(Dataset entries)
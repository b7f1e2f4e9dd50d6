//! repartitioner-table: the materialized keyed table.
//!
//! Backed by [redb](https://docs.rs/redb). Every upsert writes the current
//! value into the `entries` table and appends a record to the `changelog`
//! table inside the same write transaction, so the changelog always covers
//! the entries and can rebuild them after a restart.
//!
//! `KeyedTable` is `Clone` + `Send` + `Sync` (backed by `Arc<Database>`) and
//! is shared by every stream worker thread.

pub mod error;
pub mod store;
pub mod tables;
pub mod types;

pub use error::{TableError, TableResult};
pub use store::KeyedTable;
pub use types::*;
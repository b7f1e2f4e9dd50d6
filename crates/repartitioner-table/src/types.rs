//! Row types stored in the keyed table.

use serde::{Deserialize, Serialize};

/// One materialized row.
#[derive(Debug, Clone, PartialEq, Eq, Serialize, Deserialize)]
pub struct TableEntry {
    pub key: String,
    pub value: String,
}

/// One changelog record. Sequence numbers start at 1 and never repeat.
#[derive(Debug, Clone, PartialEq, Eq, Serialize, Deserialize)]
pub struct ChangelogRecord {
    pub seq: u64,
    pub key: String,
    pub value: String,
    /// Unix timestamp (milliseconds) when the upsert was applied.
    pub recorded_at: u64,
}

impl ChangelogRecord {
    pub fn entry(&self) -> TableEntry {
        TableEntry {
            key: self.key.clone(),
            value: self.value.clone(),
        }
    }
}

**Description of the task**
Every line above that holds the string "TableEntry" counts once; give the total and nothing more.

**Task output**
3